WHAT IS EXPECTED - For the records that follow, give the number of lines in which the word "updated" occurs, with nothing added.

Collected data entries
* * * * * * * * *
use std::sync::Arc;

use arc_swap::ArcSwap;
use keyledger_common::{
    Custody, Employee, EmployeeId, EmployeeInput, KeyId, KeyInput, KeyItem, KeyUpdate,
    Transaction, TransactionAction,
};
use keyledger_storage::{KEY_STATUS_AVAILABLE, KeyChange, KeyWrite, Storage, TransactionWrite};
use time::{Date, OffsetDateTime};
use tokio::sync::Mutex;
use tracing::{debug, info, warn};

use crate::convert::{
    custody_guard, employee_from_row, employee_write, key_from_row, key_write, ledger_entry,
    transaction_from_row,
};
use crate::error::{StoreError, StoreResult};
use crate::snapshot::Snapshot;

const KEY_EDIT_NOTE: &str = "custody changed by key edit";

/// The single reader/writer of employees, keys and the transaction ledger.
///
/// Reads are served from an in-memory [`Snapshot`]. Every mutation runs under
/// one write gate, persists first and only then publishes a new snapshot, so a
/// failed call leaves the visible state exactly as it was.
pub struct EntityStore {
    storage: Arc<dyn Storage>,
    snapshot: ArcSwap<Snapshot>,
    write_gate: Mutex<()>,
}

impl EntityStore {
    pub async fn load(storage: Arc<dyn Storage>) -> StoreResult<Self> {
        let raw = storage.load_snapshot().await?;
        let snapshot = Snapshot::decode(raw, today())?;
        info!(
            employees = snapshot.employees.len(),
            keys = snapshot.keys.len(),
            transactions = snapshot.transactions.len(),
            "entity store loaded"
        );
        Ok(Self {
            storage,
            snapshot: ArcSwap::from_pointee(snapshot),
            write_gate: Mutex::new(()),
        })
    }

    /// Re-fetches all three relations and replaces the snapshot.
    pub async fn refresh(&self) -> StoreResult<()> {
        let _gate = self.write_gate.lock().await;
        let raw = self.storage.load_snapshot().await?;
        let snapshot = Snapshot::decode(raw, today())?;
        info!(
            employees = snapshot.employees.len(),
            keys = snapshot.keys.len(),
            transactions = snapshot.transactions.len(),
            "snapshot refreshed"
        );
        self.snapshot.store(Arc::new(snapshot));
        Ok(())
    }

    pub async fn health(&self) -> StoreResult<()> {
        Ok(self.storage.health().await?)
    }

    pub fn snapshot(&self) -> Arc<Snapshot> {
        self.snapshot.load_full()
    }

    pub fn list_employees(&self) -> Vec<Employee> {
        let today = today();
        self.snapshot
            .load()
            .employees
            .iter()
            .cloned()
            .map(|employee| employee.with_years_as_of(today))
            .collect()
    }

    pub fn list_keys(&self) -> Vec<KeyItem> {
        self.snapshot.load().keys.clone()
    }

    pub fn list_transactions(&self) -> Vec<Transaction> {
        self.snapshot.load().transactions.clone()
    }

    pub fn employee(&self, id: EmployeeId) -> StoreResult<Employee> {
        self.snapshot
            .load()
            .employee(id)
            .cloned()
            .map(|employee| employee.with_years_as_of(today()))
            .ok_or_else(|| employee_not_found(id))
    }

    pub fn key(&self, id: KeyId) -> StoreResult<KeyItem> {
        self.snapshot
            .load()
            .key(id)
            .cloned()
            .ok_or_else(|| key_not_found(id))
    }

    pub async fn add_employee(&self, input: EmployeeInput) -> StoreResult<Employee> {
        let input = normalize_employee(input)?;
        let _gate = self.write_gate.lock().await;
        let current = self.snapshot.load_full();
        if current
            .employees
            .iter()
            .any(|employee| employee.employee_number == input.employee_number)
        {
            warn!(
                employee_number = %input.employee_number,
                "employee number already registered"
            );
        }

        let today = today();
        let row = self
            .storage
            .insert_employee(employee_write(&input, today))
            .await?;
        let employee = employee_from_row(row, today)?;
        self.publish(&current, |next| next.employees.insert(0, employee.clone()));
        info!(employee_id = %employee.id, "employee added");
        Ok(employee)
    }

    pub async fn update_employee(
        &self,
        id: EmployeeId,
        input: EmployeeInput,
    ) -> StoreResult<Employee> {
        let input = normalize_employee(input)?;
        let _gate = self.write_gate.lock().await;
        let current = self.snapshot.load_full();
        if current.employee(id).is_none() {
            return Err(employee_not_found(id));
        }

        let today = today();
        let row = self
            .storage
            .update_employee(id.as_uuid(), employee_write(&input, today))
            .await?;
        let employee = employee_from_row(row, today)?;
        self.publish(&current, |next| next.put_employee(employee.clone()));
        info!(employee_id = %id, "employee updated");
        Ok(employee)
    }

    /// Removes the employee and returns every key it held, now available.
    pub async fn delete_employee(&self, id: EmployeeId) -> StoreResult<Vec<KeyItem>> {
        let _gate = self.write_gate.lock().await;
        let current = self.snapshot.load_full();
        if current.employee(id).is_none() {
            return Err(employee_not_found(id));
        }

        let rows = self.storage.delete_employee(id.as_uuid()).await?;
        let released = rows
            .into_iter()
            .map(key_from_row)
            .collect::<StoreResult<Vec<_>>>()?;
        self.publish(&current, |next| {
            next.employees.retain(|employee| employee.id != id);
            for key in &released {
                next.put_key(key.clone());
            }
            for key in next.keys.iter_mut().filter(|key| key.is_held_by(id)) {
                key.custody = Custody::Available;
            }
        });
        info!(employee_id = %id, released = released.len(), "employee deleted");
        Ok(released)
    }

    /// Registers a key. New keys always start out available.
    pub async fn add_key(&self, input: KeyInput) -> StoreResult<KeyItem> {
        let key_number = required("key_number", &input.key_number)?;
        let _gate = self.write_gate.lock().await;
        let current = self.snapshot.load_full();
        if current.keys.iter().any(|key| key.key_number == key_number) {
            warn!(key_number = %key_number, "key number already registered");
        }

        let row = self
            .storage
            .insert_key(KeyWrite {
                key_number,
                kind: input.key_type.as_str().to_string(),
                length: input.length.as_str().to_string(),
                status: KEY_STATUS_AVAILABLE.to_string(),
                assigned_to: None,
                opmerking: optional_text(input.note),
            })
            .await?;
        let key = key_from_row(row)?;
        self.publish(&current, |next| next.keys.insert(0, key.clone()));
        info!(key_id = %key.id, key_number = %key.key_number, "key added");
        Ok(key)
    }

    /// Overwrites every field of the key, and its custody when the update
    /// carries one. A custody change is recorded on the ledger as a return
    /// from the previous holder and/or an issue to the new one.
    pub async fn update_key(&self, id: KeyId, update: KeyUpdate) -> StoreResult<KeyItem> {
        let key_number = required("key_number", &update.key_number)?;
        let handled_by = optional_text(update.handled_by);
        let _gate = self.write_gate.lock().await;
        let current = self.snapshot.load_full();
        let existing = current.key(id).ok_or_else(|| key_not_found(id))?;
        let custody = update.custody.unwrap_or(existing.custody);
        if let Some(holder) = custody.holder()
            && current.employee(holder).is_none()
        {
            return Err(employee_not_found(holder));
        }

        let desired = KeyItem {
            id,
            key_number,
            key_type: update.key_type,
            length: update.length,
            custody,
            note: optional_text(update.note),
        };
        let ledger = custody_transitions(
            id,
            existing.custody,
            desired.custody,
            handled_by,
            OffsetDateTime::now_utc(),
        );
        let (key, recorded) = self.write_key(existing.custody, &desired, ledger).await?;
        self.publish(&current, |next| {
            next.put_key(key.clone());
            next.record(recorded.iter().cloned());
        });
        if recorded.is_empty() {
            info!(key_id = %id, "key updated");
        } else {
            info!(
                key_id = %id,
                status = %key.status(),
                ledger_entries = recorded.len(),
                "key updated with custody change"
            );
        }
        Ok(key)
    }

    /// Removes the key. Ledger entries that reference it are kept.
    pub async fn delete_key(&self, id: KeyId) -> StoreResult<()> {
        let _gate = self.write_gate.lock().await;
        let current = self.snapshot.load_full();
        if current.key(id).is_none() {
            return Err(key_not_found(id));
        }

        self.storage.delete_key(id.as_uuid()).await?;
        self.publish(&current, |next| next.keys.retain(|key| key.id != id));
        info!(key_id = %id, "key deleted");
        Ok(())
    }

    pub async fn issue_key(
        &self,
        key_id: KeyId,
        employee_id: EmployeeId,
        handled_by: &str,
        notes: Option<String>,
    ) -> StoreResult<Transaction> {
        let handled_by = required("handled_by", handled_by)?;
        let notes = optional_text(notes);
        let _gate = self.write_gate.lock().await;
        let current = self.snapshot.load_full();
        let key = current.key(key_id).ok_or_else(|| key_not_found(key_id))?;
        if current.employee(employee_id).is_none() {
            return Err(employee_not_found(employee_id));
        }
        if let Custody::Issued(holder) = key.custody {
            return Err(StoreError::InvalidState(format!(
                "key {} is already issued to employee {holder}",
                key.key_number
            )));
        }

        let desired = KeyItem {
            custody: Custody::Issued(employee_id),
            ..key.clone()
        };
        let entry = ledger_entry(
            employee_id,
            key_id,
            TransactionAction::Issue,
            OffsetDateTime::now_utc(),
            notes,
            Some(handled_by.clone()),
        );
        let (key, transaction) = self.write_single(key.custody, &desired, entry).await?;
        self.publish(&current, |next| {
            next.put_key(key);
            next.record([transaction.clone()]);
        });
        info!(
            key_id = %key_id,
            employee_id = %employee_id,
            handled_by = %handled_by,
            "key issued"
        );
        Ok(transaction)
    }

    /// Returns the key to the pool. The ledger entry names the employee that
    /// held it; an already available key is left alone and yields `None`.
    pub async fn return_key(
        &self,
        key_id: KeyId,
        handled_by: &str,
        notes: Option<String>,
    ) -> StoreResult<Option<Transaction>> {
        let handled_by = required("handled_by", handled_by)?;
        let notes = optional_text(notes);
        let _gate = self.write_gate.lock().await;
        let current = self.snapshot.load_full();
        let key = current.key(key_id).ok_or_else(|| key_not_found(key_id))?;
        let Custody::Issued(holder) = key.custody else {
            debug!(key_id = %key_id, "return of an available key ignored");
            return Ok(None);
        };

        let desired = KeyItem {
            custody: Custody::Available,
            ..key.clone()
        };
        let entry = ledger_entry(
            holder,
            key_id,
            TransactionAction::Return,
            OffsetDateTime::now_utc(),
            notes,
            Some(handled_by.clone()),
        );
        let (key, transaction) = self.write_single(key.custody, &desired, entry).await?;
        self.publish(&current, |next| {
            next.put_key(key);
            next.record([transaction.clone()]);
        });
        info!(
            key_id = %key_id,
            employee_id = %holder,
            handled_by = %handled_by,
            "key returned"
        );
        Ok(Some(transaction))
    }

    /// Persists `desired` only if the stored custody still equals `expected`.
    async fn write_key(
        &self,
        expected: Custody,
        desired: &KeyItem,
        ledger: Vec<TransactionWrite>,
    ) -> StoreResult<(KeyItem, Vec<Transaction>)> {
        let KeyChange { key, transactions } = self
            .storage
            .update_key(
                desired.id.as_uuid(),
                Some(custody_guard(expected)),
                key_write(desired),
                ledger,
            )
            .await?;
        let key = key_from_row(key)?;
        let transactions = transactions
            .into_iter()
            .map(transaction_from_row)
            .collect::<StoreResult<Vec<_>>>()?;
        Ok((key, transactions))
    }

    async fn write_single(
        &self,
        expected: Custody,
        desired: &KeyItem,
        entry: TransactionWrite,
    ) -> StoreResult<(KeyItem, Transaction)> {
        let (key, transactions) = self.write_key(expected, desired, vec![entry]).await?;
        let transaction = transactions.into_iter().next().ok_or_else(|| {
            StoreError::Persistence(format!("key {} stored without its ledger entry", key.id))
        })?;
        Ok((key, transaction))
    }

    fn publish(&self, current: &Snapshot, apply: impl FnOnce(&mut Snapshot)) {
        let mut next = current.clone();
        apply(&mut next);
        self.snapshot.store(Arc::new(next));
    }
}

fn custody_transitions(
    key_id: KeyId,
    from: Custody,
    to: Custody,
    handled_by: Option<String>,
    at: OffsetDateTime,
) -> Vec<TransactionWrite> {
    if from == to {
        return Vec::new();
    }
    let mut ledger = Vec::with_capacity(2);
    if let Some(previous) = from.holder() {
        ledger.push(ledger_entry(
            previous,
            key_id,
            TransactionAction::Return,
            at,
            Some(KEY_EDIT_NOTE.to_string()),
            handled_by.clone(),
        ));
    }
    if let Some(holder) = to.holder() {
        ledger.push(ledger_entry(
            holder,
            key_id,
            TransactionAction::Issue,
            at,
            Some(KEY_EDIT_NOTE.to_string()),
            handled_by,
        ));
    }
    ledger
}

fn normalize_employee(input: EmployeeInput) -> StoreResult<EmployeeInput> {
    Ok(EmployeeInput {
        name: required("name", &input.name)?,
        employee_number: required("employee_number", &input.employee_number)?,
        ..input
    })
}

fn required(field: &'static str, value: &str) -> StoreResult<String> {
    let value = value.trim();
    if value.is_empty() {
        return Err(StoreError::validation(field, "must not be blank"));
    }
    Ok(value.to_string())
}

fn optional_text(value: Option<String>) -> Option<String> {
    value
        .map(|text| text.trim().to_string())
        .filter(|text| !text.is_empty())
}

fn employee_not_found(id: EmployeeId) -> StoreError {
    StoreError::NotFound {
        entity: "employee",
        id: id.as_uuid(),
    }
}

fn key_not_found(id: KeyId) -> StoreError {
    StoreError::NotFound {
        entity: "key",
        id: id.as_uuid(),
    }
}

fn today() -> Date {
    OffsetDateTime::now_utc().date()
}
* * * * * * * * *
EXERCISE RESPONSE - 3